About a fifth of workers in the United States are subject to them, including lower-level workers like those earning minimum wage at fast food restaurants who have increasingly become subject to them. The agreements have traditionally been used for executive-level employees who have access to sensitive information or specialized expertise that could pose a competitive threat to a company when they leave.
The Chamber says the agency has authority under Sec. 5 of the FTC Act to regulate unfair practices, which historically has meant taking enforcement actions against companies on a case-by-case basis, and under Sec. 6 to issue rules in support of that authority.
But Congress has never given the agency authority to issue the kind of sweeping regulation that the noncompete ban represents.
“At no point during Congress’s deliberations … did the House or the Senate even suggest that the newly formed Commission would have substantive rulemaking authority over the entire economy — a proposition that would have been unheard of in 1914,” when the FTC Act was passed, the Chamber says.
The FTC only started taking the view that its authority under Sec. 6 extends to sweeping, substantive rulemaking after President Biden made unfair competition a focus of his administration. “The Commission now claims that the ministerial authority provided by Section 6 of the FTC Act empowers it to issue any rule it deems necessary,” the Chamber says.

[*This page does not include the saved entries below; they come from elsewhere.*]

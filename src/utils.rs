/*  utils.rs -- Utilities
    This file is part of sombra.

    This program is free software: you can redistribute it and/or modify
    it under the terms of the GNU General Public License as published by
    the Free Software Foundation, either version 3 of the License, or
    (at your option) any later version.

    This program is distributed in the hope that it will be useful,
    but WITHOUT ANY WARRANTY; without even the implied warranty of
    MERCHANTABILITY or FITNESS FOR A PARTICULAR PURPOSE.  See the
    GNU General Public License for more details.

    You should have received a copy of the GNU General Public License
    along with this program.  If not, see <https://www.gnu.org/licenses/>.
*/

use frunk::Generic;
use itertools::Itertools;

pub trait IsDefault {
    fn is_default(&self) -> bool;
}
impl<T: Default + PartialEq> IsDefault for T {
    fn is_default(&self) -> bool {
        *self == T::default()
    }
}

/// Does the same thing as [frunk::from_generic]
pub trait IntoGeneric {
    fn into_generic<Dst>(self) -> Dst
    where
        Dst: Generic<Repr = Self>;
}
impl<Repr> IntoGeneric for Repr {
    fn into_generic<Dst>(self) -> Dst
    where
        Dst: Generic<Repr = Self>,
    {
        <Dst as Generic>::from(self)
    }
}

/// `n` evenly spaced values from `start` to `end`, both included. The last
/// value is exactly `end`.
pub fn linspace(
    start: f64,
    end: f64,
    n: usize,
) -> impl Iterator<Item = f64> + Clone {
    let step = if n > 1 {
        (end - start) / (n - 1) as f64
    } else {
        0.0
    };
    (0..n).map(move |i| match i {
        0 => start,
        i if i == n - 1 => end,
        i => start + step * i as f64,
    })
}

/// Index of the value nearest to `target`. Ties go to the first one.
pub fn position_closest(
    values: impl IntoIterator<Item = f64>,
    target: f64,
) -> Option<usize> {
    values
        .into_iter()
        .map(|v| (v - target).abs())
        .position_min_by(f64::total_cmp)
}

#[cfg(test)]
mod tests {
    use super::*;
    use float_eq::assert_float_eq;

    #[test]
    fn test_linspace() {
        let v = linspace(0.0, 1.0, 5).collect::<Vec<_>>();
        assert_eq!(v, vec![0.0, 0.25, 0.5, 0.75, 1.0]);

        let v = linspace(0.001, 0.999, 180).collect::<Vec<_>>();
        assert_eq!(v.len(), 180);
        assert_eq!(v.first(), Some(&0.001));
        assert_eq!(v.last(), Some(&0.999));
        assert_float_eq!(v[1] - v[0], 0.998 / 179.0, abs <= 1e-15);

        assert_eq!(linspace(0.3, 0.3, 3).collect::<Vec<_>>(), [0.3; 3]);
        assert_eq!(linspace(0.3, 0.7, 1).collect::<Vec<_>>(), [0.3]);
        assert_eq!(linspace(0.3, 0.7, 0).count(), 0);
    }

    #[test]
    fn test_position_closest() {
        assert_eq!(position_closest([0.1, 0.4, 0.9], 0.5), Some(1));
        assert_eq!(position_closest([0.25, 0.75], 0.5), Some(0));
        assert_eq!(position_closest([1.0, 2.0, 1.0], 1.0), Some(0));
        assert_eq!(position_closest(std::iter::empty(), 1.0), None);
    }
}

The federal government is inserting itself in an area that has historically been handled by the states, the Chamber says. “Each State has developed its own body of law to determine when noncompete agreements are enforceable, and when they go too far.”

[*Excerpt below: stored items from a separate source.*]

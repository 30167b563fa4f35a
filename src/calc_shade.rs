/*  calc_shade.rs -- Shadow coverage of a sundial tile
    This file is part of sombra.

    This program is free software: you can redistribute it and/or modify
    it under the terms of the GNU General Public License as published by
    the Free Software Foundation, either version 3 of the License, or
    (at your option) any later version.

    This program is distributed in the hope that it will be useful,
    but WITHOUT ANY WARRANTY; without even the implied warranty of
    MERCHANTABILITY or FITNESS FOR A PARTICULAR PURPOSE.  See the
    GNU General Public License for more details.

    You should have received a copy of the GNU General Public License
    along with this program.  If not, see <https://www.gnu.org/licenses/>.
*/

//! Each cell of the sundial is a unit square split at `x = q`. Left of the
//! split a light line rises towards the top edge with slope `tan(alpha)`,
//! right of it a shadow line falls towards the bottom edge with slope
//! `tan(beta)`. The vertical bias `p` moves both lines up or down. The area
//! under the two lines is what the cell shows as covered.
//!
//! The closed form area and the trapezoid decomposition over the sampled
//! line endpoints compute the same thing in two ways. They are kept next to
//! each other so one can check the other.

use crate::{
    types::{
        Boundary, Endpoints, Length, Point, Reconciliation, ShadeAngles,
        ShadeModel, ShadePolygon, Slopes, SolarPosition, ViewGeometry,
    },
    utils::{linspace, position_closest},
};

/// Largest allowed gap between the two area computations
pub const AREA_TOLERANCE: f64 = 0.01;

const SEARCH_MIN: f64 = 0.001;
const SEARCH_MAX: f64 = 0.999;

// A light sample sits on the top edge
const TOP_EDGE: f64 = 1e-12;
// Endpoint touches an edge, for the trapezoid cases
const EDGE: f64 = 1e-9;
// Polygon needs an extra corner vertex
const CORNER: f64 = 1e-12;

impl ShadeModel {
    /// Tile angles seen from the observer. `None` while the sun is not
    /// above the horizon.
    pub fn angles(
        &self,
        pos: &SolarPosition,
        pole_height: Length,
        view: &ViewGeometry,
    ) -> Option<ShadeAngles> {
        if !pos.is_daytime() {
            return None;
        }

        let eps = *self.eps;
        let (a, e) = (pos.azimuth.to_radians(), pos.elevation.to_radians());
        let x_east = e.cos() * a.sin();
        let z_up = e.sin();

        let alpha = z_up.atan2(x_east.abs() + eps);
        let beta = ((*view.eye_height * a.cos()).abs()
            / ((*view.observer_distance * a.sin()).abs() + eps))
            .atan();

        Some(ShadeAngles {
            alpha,
            beta,
            shadow_length: *pole_height / e.tan(),
        })
    }

    /// Closed form area under the light and shadow lines
    pub fn area_value(&self, q: f64, p: f64, s: Slopes) -> f64 {
        let Slopes { ta, tb } = s;
        let eps = *self.eps;
        let u = 1.0 - p;

        let light = if u >= 2.0 * ta * q {
            0.5 * q * (ta * q + 2.0 - u)
        } else {
            q - u * u / (8.0 * ta + eps)
        };

        let r = 1.0 - q;
        let shadow = if u >= 2.0 * tb * r {
            0.5 * r * (u - tb * r)
        } else {
            u * u / (8.0 * tb + eps)
        };

        light + shadow
    }

    /// Rows follow `ps`, columns follow `qs`
    pub fn area_grid(
        &self,
        qs: &[f64],
        ps: &[f64],
        s: Slopes,
    ) -> Vec<Vec<f64>> {
        ps.iter()
            .map(|&p| qs.iter().map(|&q| self.area_value(q, p, s)).collect())
            .collect()
    }

    pub fn line_endpoints(&self, q: f64, p: f64, s: Slopes) -> Endpoints {
        let Slopes { ta, tb } = s;
        let n = *self.line_samples;
        let u = 1.0 - p;

        let light = |x: f64| {
            Point::new(x, (ta * (q - x) + 0.5 * (1.0 + p)).clamp(0.0, 1.0))
        };
        let shadow = |x: f64| {
            Point::new(x, (tb * (q - x) + 0.5 * u).clamp(0.0, 1.0))
        };

        // Where the shadow line reaches the bottom edge, if it does so
        // before the right one
        let xi_max = if u < 2.0 * tb * (1.0 - q) {
            (q + u / (2.0 * tb + *self.eps)).min(1.0)
        } else {
            1.0
        };

        let l0 = linspace(0.0, q, n)
            .map(light)
            .filter(|pt| (1.0 - pt.y).abs() < TOP_EDGE)
            .last()
            .unwrap_or_else(|| light(0.0));

        Endpoints {
            l0,
            ln: light(q),
            sn: shadow(q),
            s1: shadow(xi_max),
        }
    }

    /// Area of the left region from the trapezoids between the endpoints
    pub fn left_area(&self, q: f64, p: f64, s: Slopes) -> f64 {
        let e = self.line_endpoints(q, p, s);
        let Endpoints { l0, ln, sn, s1 } = e;

        let light_box = ln.x * ln.y;
        let light_slope = 0.5 * (ln.x - l0.x) * (l0.y - ln.y);
        let light_top = l0.x * (l0.y - ln.y);
        let shadow_width = s1.x - sn.x;

        match e.boundary() {
            Boundary::LeftBottom => {
                light_box
                    + 0.5 * ln.x * (l0.y - ln.y)
                    + 0.5 * shadow_width * sn.y
            }
            Boundary::TopRight => {
                light_box
                    + light_slope
                    + 0.5 * shadow_width * (sn.y - s1.y)
                    + light_top
                    + shadow_width * s1.y
            }
            Boundary::LeftRight => {
                light_box
                    + 0.5 * ln.x * (l0.y - ln.y)
                    + 0.5 * shadow_width * (sn.y - s1.y)
                    + shadow_width * s1.y
            }
            Boundary::TopBottom => {
                light_box
                    + 0.5 * shadow_width * sn.y
                    + light_slope
                    + light_top
            }
        }
    }

    pub fn reconcile(&self, q: f64, p: f64, s: Slopes) -> Reconciliation {
        Reconciliation {
            area: self.area_value(q, p, s),
            left_area: self.left_area(q, p, s),
        }
    }

    /// Candidate splits of the inverse search
    pub fn search_values(&self) -> impl Iterator<Item = f64> + Clone {
        linspace(SEARCH_MIN, SEARCH_MAX, *self.search_samples)
    }

    /// Split whose area is nearest to `target`. Ties go to the smallest
    /// split.
    pub fn inverse_search(&self, target: f64, p: f64, s: Slopes) -> f64 {
        let qs = self.search_values();
        let areas = qs.clone().map(|q| self.area_value(q, p, s));
        position_closest(areas, target)
            .and_then(|i| qs.clone().nth(i))
            .unwrap_or(SEARCH_MIN)
    }

    /// Outline of the left region in tile coordinates, counter to the
    /// screen convention the y axis points up
    pub fn shade_polygon(&self, q: f64, p: f64, s: Slopes) -> ShadePolygon {
        let Endpoints { l0, ln, sn, s1 } = self.line_endpoints(q, p, s);

        let mut v = Vec::with_capacity(7);
        if l0.x > CORNER {
            v.push(Point::new(0.0, 1.0));
        }
        v.extend([l0, ln, sn, s1]);
        if s1.y > CORNER {
            v.push(Point::new(1.0, 0.0));
        }
        v.push(Point::new(0.0, 0.0));

        ShadePolygon::new(v)
    }
}

impl Endpoints {
    pub fn boundary(&self) -> Boundary {
        let Self { l0, s1, .. } = self;
        if l0.x < EDGE && s1.x < 1.0 {
            Boundary::LeftBottom
        } else if l0.x > 0.0 && s1.y > EDGE {
            Boundary::TopRight
        } else if l0.x < EDGE && s1.y > EDGE {
            Boundary::LeftRight
        } else {
            Boundary::TopBottom
        }
    }
}

impl Reconciliation {
    pub fn is_consistent(&self) -> bool {
        self.diff() <= AREA_TOLERANCE
    }
}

In its rush to give Biden what he wants, the Chamber suggests, the FTC has been slipshod in how it’s documented the need for the ban. Instead of doing the kind of research that such a sweeping rule requires, the agency is “relying on a series of studies that examined the economic effects of much narrower regulations and that suffered from a variety of limitations and flaws — all of which the Commission ignored.”

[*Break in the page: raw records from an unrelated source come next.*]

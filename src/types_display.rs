/*  types_display.rs -- Display implementation for common types
    This file is part of sombra.

    This program is free software: you can redistribute it and/or modify
    it under the terms of the GNU General Public License as published by
    the Free Software Foundation, either version 3 of the License, or
    (at your option) any later version.

    This program is distributed in the hope that it will be useful,
    but WITHOUT ANY WARRANTY; without even the implied warranty of
    MERCHANTABILITY or FITNESS FOR A PARTICULAR PURPOSE.  See the
    GNU General Public License for more details.

    You should have received a copy of the GNU General Public License
    along with this program.  If not, see <https://www.gnu.org/licenses/>.
*/

use crate::{
    config::Config,
    types::{
        Azimuth, Boundary, Day, Elevation, Endpoints, Epsilon, Fraction, Grid,
        GridSpec, Hour, Length, Location, Month, Point, SampleCount,
        ShadeAngles, ShadeModel, ShadePolygon, ShadowCast, Site,
        SolarPosition, Span, Step, UtcOffset, Verbosity,
    },
};
use anstyle::{AnsiColor, Style};
use clap::ColorChoice;
use itertools::Itertools;
use std::fmt::{Display, Formatter, Result as FmtResult};

pub const HEADER: Style = Style::new().bold().underline();
pub const BODY: Style = Style::new().bold();
pub const ERR: Style = AnsiColor::Red.on_default().bold();

impl Display for Location {
    fn fmt(&self, f: &mut Formatter<'_>) -> FmtResult {
        // Whole hundredths of an arc second
        let dms = |a: f64| {
            let cs = (a.abs() * 360_000.0).round() as u64;
            let (d, m, s) = (cs / 360_000, cs / 6000 % 60, cs % 6000);
            format!("{d}°{m}′{}.{:02}″", s / 100, s % 100)
        };
        let ns = if *self.lat >= 0.0 { "N" } else { "S" };
        let ew = if *self.lon >= 0.0 { "E" } else { "W" };
        let (a, b) = (dms(*self.lat), dms(*self.lon));
        write!(f, "{a}{ns}, {b}{ew}")
    }
}

impl Display for UtcOffset {
    fn fmt(&self, f: &mut Formatter<'_>) -> FmtResult {
        let sign = if **self < 0.0 { '-' } else { '+' };
        let minutes = (self.abs() * 60.0).round() as u32;
        write!(f, "UTC{sign}{:02}:{:02}", minutes / 60, minutes % 60)
    }
}

impl Display for Length {
    fn fmt(&self, f: &mut Formatter<'_>) -> FmtResult {
        write!(f, "{:.2} m", **self)
    }
}

impl Display for Fraction {
    fn fmt(&self, f: &mut Formatter<'_>) -> FmtResult {
        write!(f, "{:.3}", **self)
    }
}

impl Display for Epsilon {
    fn fmt(&self, f: &mut Formatter<'_>) -> FmtResult {
        write!(f, "{:e}", **self)
    }
}

impl Display for SampleCount {
    fn fmt(&self, f: &mut Formatter<'_>) -> FmtResult {
        write!(f, "{}", **self)
    }
}

impl Display for Month {
    fn fmt(&self, f: &mut Formatter<'_>) -> FmtResult {
        f.write_str(self.name())
    }
}

impl Display for Day {
    fn fmt(&self, f: &mut Formatter<'_>) -> FmtResult {
        write!(f, "{}", **self)
    }
}

impl Display for Hour {
    fn fmt(&self, f: &mut Formatter<'_>) -> FmtResult {
        write!(f, "{:02}:00", **self)
    }
}

impl Display for Step {
    fn fmt(&self, f: &mut Formatter<'_>) -> FmtResult {
        write!(f, "{}", **self)
    }
}

impl<T: Display + PartialEq> Display for Span<T> {
    fn fmt(&self, f: &mut Formatter<'_>) -> FmtResult {
        let Self { min, max } = self;
        if min == max {
            write!(f, "{min}")
        } else {
            write!(f, "{min} to {max}")
        }
    }
}

impl Display for Azimuth {
    fn fmt(&self, f: &mut Formatter<'_>) -> FmtResult {
        write!(f, "{:.2}°", **self)
    }
}

impl Display for Elevation {
    fn fmt(&self, f: &mut Formatter<'_>) -> FmtResult {
        write!(f, "{:.2}°", **self)
    }
}

impl Display for SolarPosition {
    fn fmt(&self, f: &mut Formatter<'_>) -> FmtResult {
        let Self { azimuth, elevation } = self;
        write!(f, "azimuth {azimuth}, elevation {elevation}")
    }
}

impl Display for ShadowCast {
    fn fmt(&self, f: &mut Formatter<'_>) -> FmtResult {
        let Self {
            length,
            bearing,
            tip_east,
            tip_north,
        } = self;
        write!(
            f,
            "{length:.3} m towards {bearing:.2}°, tip at {tip_east:.3} m east, \
             {tip_north:.3} m north"
        )
    }
}

impl Display for ShadeAngles {
    fn fmt(&self, f: &mut Formatter<'_>) -> FmtResult {
        let Self {
            alpha,
            beta,
            shadow_length,
        } = self;
        write!(
            f,
            "    {BODY}Alpha{BODY:#}: {:.2}°
    {BODY}Beta{BODY:#}: {:.2}°
    {BODY}Shadow length{BODY:#}: {shadow_length:.3} m",
            alpha.to_degrees(),
            beta.to_degrees(),
        )
    }
}

impl Display for Point {
    fn fmt(&self, f: &mut Formatter<'_>) -> FmtResult {
        write!(f, "({:.4}, {:.4})", self.x, self.y)
    }
}

impl Display for Endpoints {
    fn fmt(&self, f: &mut Formatter<'_>) -> FmtResult {
        let Self { l0, ln, sn, s1 } = self;
        write!(f, "L0 {l0}, Ln {ln}, Sn {sn}, S1 {s1}")
    }
}

impl Display for Boundary {
    fn fmt(&self, f: &mut Formatter<'_>) -> FmtResult {
        let s = match self {
            Boundary::LeftBottom => "left and bottom",
            Boundary::TopRight => "top and right",
            Boundary::LeftRight => "left and right",
            Boundary::TopBottom => "top and bottom",
        };
        f.write_str(s)
    }
}

impl Display for ShadePolygon {
    fn fmt(&self, f: &mut Formatter<'_>) -> FmtResult {
        write!(f, "{}", self.iter().join(" "))
    }
}

impl Display for Site {
    fn fmt(&self, f: &mut Formatter<'_>) -> FmtResult {
        let Site {
            observer,
            view,
            pole_height,
        } = self;
        write!(
            f,
            "    {BODY}Location{BODY:#}: {}
    {BODY}Offset{BODY:#}: {}
    {BODY}Pole height{BODY:#}: {pole_height}
    {BODY}Eye height{BODY:#}: {}
    {BODY}Observer distance{BODY:#}: {}",
            observer.loc,
            observer.offset,
            view.eye_height,
            view.observer_distance
        )
    }
}

impl Display for ShadeModel {
    fn fmt(&self, f: &mut Formatter<'_>) -> FmtResult {
        let ShadeModel {
            eps,
            line_samples,
            search_samples,
        } = self;
        write!(
            f,
            "    {BODY}Epsilon{BODY:#}: {eps}
    {BODY}Line samples{BODY:#}: {line_samples}
    {BODY}Search samples{BODY:#}: {search_samples}"
        )
    }
}

impl Display for GridSpec {
    fn fmt(&self, f: &mut Formatter<'_>) -> FmtResult {
        let GridSpec {
            year,
            day,
            minute,
            months,
            month_step,
            hours,
            hour_step,
            bias,
            target,
        } = self;
        write!(
            f,
            "    {BODY}Year{BODY:#}: {year}
    {BODY}Day{BODY:#}: {day}
    {BODY}Minute{BODY:#}: {minute}
    {BODY}Months{BODY:#}: {months}, every {month_step}
    {BODY}Hours{BODY:#}: {hours}, every {hour_step}
    {BODY}Bias{BODY:#}: {bias}
    {BODY}Target{BODY:#}: {target}"
        )
    }
}

/// Covered area of each cell, one row per month
impl Display for Grid {
    fn fmt(&self, f: &mut Formatter<'_>) -> FmtResult {
        let header =
            self.hours.iter().map(|h| format!("{h:02}:00")).join(" ");
        write!(f, "{BODY}   {BODY:#} {BODY}{header}{BODY:#}")?;
        for row in &self.rows {
            let cells = row
                .cells
                .iter()
                .map(|c| match &c.shade {
                    Some(s) => format!("{:.3}", s.area.left_area),
                    None => format!("{:^5}", "-"),
                })
                .join(" ");
            write!(f, "\n{BODY}{}{BODY:#} {cells}", row.month)?;
        }
        Ok(())
    }
}

impl Display for Verbosity {
    fn fmt(&self, f: &mut Formatter<'_>) -> FmtResult {
        let s = match self {
            Verbosity::Quiet => "quiet",
            Verbosity::Low => "low",
            Verbosity::High => "high",
        };
        f.write_str(s)
    }
}

impl Display for Config {
    fn fmt(&self, f: &mut Formatter<'_>) -> FmtResult {
        let Config {
            verbosity,
            color,
            site,
            model,
            grid,
            ..
        } = self;
        let color = match color {
            ColorChoice::Auto => "auto",
            ColorChoice::Always => "always",
            ColorChoice::Never => "never",
        };
        write!(
            f,
            "{HEADER}Output{HEADER:#}:
    {BODY}Verbosity{BODY:#}: {verbosity}
    {BODY}Color{BODY:#}: {color}
{HEADER}Site{HEADER:#}:
{site}
{HEADER}Shade model{HEADER:#}:
{model}
{HEADER}Grid{HEADER:#}:
{grid}"
        )
    }
}

#[cfg(test)]
mod tests {
    use super::*;
    use crate::{
        config::ConfigBuilder,
        types::{Latitude, Longitude},
    };
    use anstream::adapter::strip_str;
    use anyhow::Result;
    use insta::assert_snapshot;

    fn plain(t: impl Display) -> String {
        strip_str(&t.to_string()).to_string()
    }

    fn trimmed(t: impl Display) -> String {
        plain(t).lines().map(str::trim).join("\n")
    }

    #[test]
    fn test_location() -> Result<()> {
        assert_snapshot!(Location::default(), @"3°43′54.70″S, 38°31′36.01″W");
        let loc = Location {
            lat: Latitude::try_from(51.4769)?,
            lon: Longitude::try_from(0.0)?,
        };
        assert_snapshot!(loc, @"51°28′36.84″N, 0°0′0.00″E");
        Ok(())
    }

    #[test]
    fn test_numbers() -> Result<()> {
        assert_snapshot!(UtcOffset::default(), @"UTC-03:00");
        assert_snapshot!(UtcOffset::try_from(5.75)?, @"UTC+05:45");
        assert_snapshot!(Length::try_from(1.5)?, @"1.50 m");
        assert_snapshot!(Epsilon::default(), @"1e-15");
        assert_snapshot!(Span::<Month>::default(), @"jan to dec");
        assert_snapshot!(Span::<Hour>::default(), @"06:00 to 17:00");
        let pos = SolarPosition::try_from((195.04, 70.0))?;
        assert_snapshot!(pos, @"azimuth 195.04°, elevation 70.00°");
        Ok(())
    }

    #[test]
    fn test_polygon() {
        let poly = ShadePolygon::new(vec![
            Point::new(0.0, 0.75),
            Point::new(0.5, 0.25),
            Point::new(0.0, 0.0),
        ]);
        assert_snapshot!(
            poly,
            @"(0.0000, 0.7500) (0.5000, 0.2500) (0.0000, 0.0000)"
        );
    }

    #[test]
    fn test_site() {
        assert_snapshot!(trimmed(Site::default()), @r###"
        Location: 3°43′54.70″S, 38°31′36.01″W
        Offset: UTC-03:00
        Pole height: 1.00 m
        Eye height: 1.50 m
        Observer distance: 3.00 m
        "###);
    }

    #[test]
    fn test_config_output() {
        let mut c = ConfigBuilder::default().build();
        c.verbosity = Verbosity::High;
        c.color = ColorChoice::Never;
        let s = trimmed(&c);
        let head = s.lines().take(4).join("\n");
        assert_snapshot!(head, @r###"
        Output:
        Verbosity: high
        Color: never
        Site:
        "###);
        assert!(s.contains("Pole height: 1.00 m"), "{s}");
    }

    #[test]
    fn test_grid() {
        let spec = GridSpec::default();
        let g = Grid::sweep(&spec, &Site::default(), &ShadeModel::default());
        let s = plain(&g);
        let mut lines = s.lines();
        assert_eq!(
            lines.next(),
            Some(
                "    06:00 07:00 08:00 09:00 10:00 11:00 12:00 13:00 14:00 \
                 15:00 16:00 17:00"
            )
        );
        let jan = lines.next().unwrap_or_default();
        assert!(jan.starts_with("jan "), "{jan}");
        assert_eq!(jan.split_whitespace().count(), 13);
        assert_eq!(s.lines().count(), 13);
    }
}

The lawsuit is asking the court to vacate the rule and to enjoin enforcement on the grounds the agency doesn’t have substantive rulemaking authority under the Administrative Procedures Act and that the designation of all noncompete agreements as an unfair method of competition exceeds the agency’s authority under Sec. 5 of the FTC Act. The agency also doesn’t have the authority to issue rules that apply retroactively, as this one does, and it failed to engage in reasoned decision making when it passed the rule. It also disregarded alternative proposals to a full ban.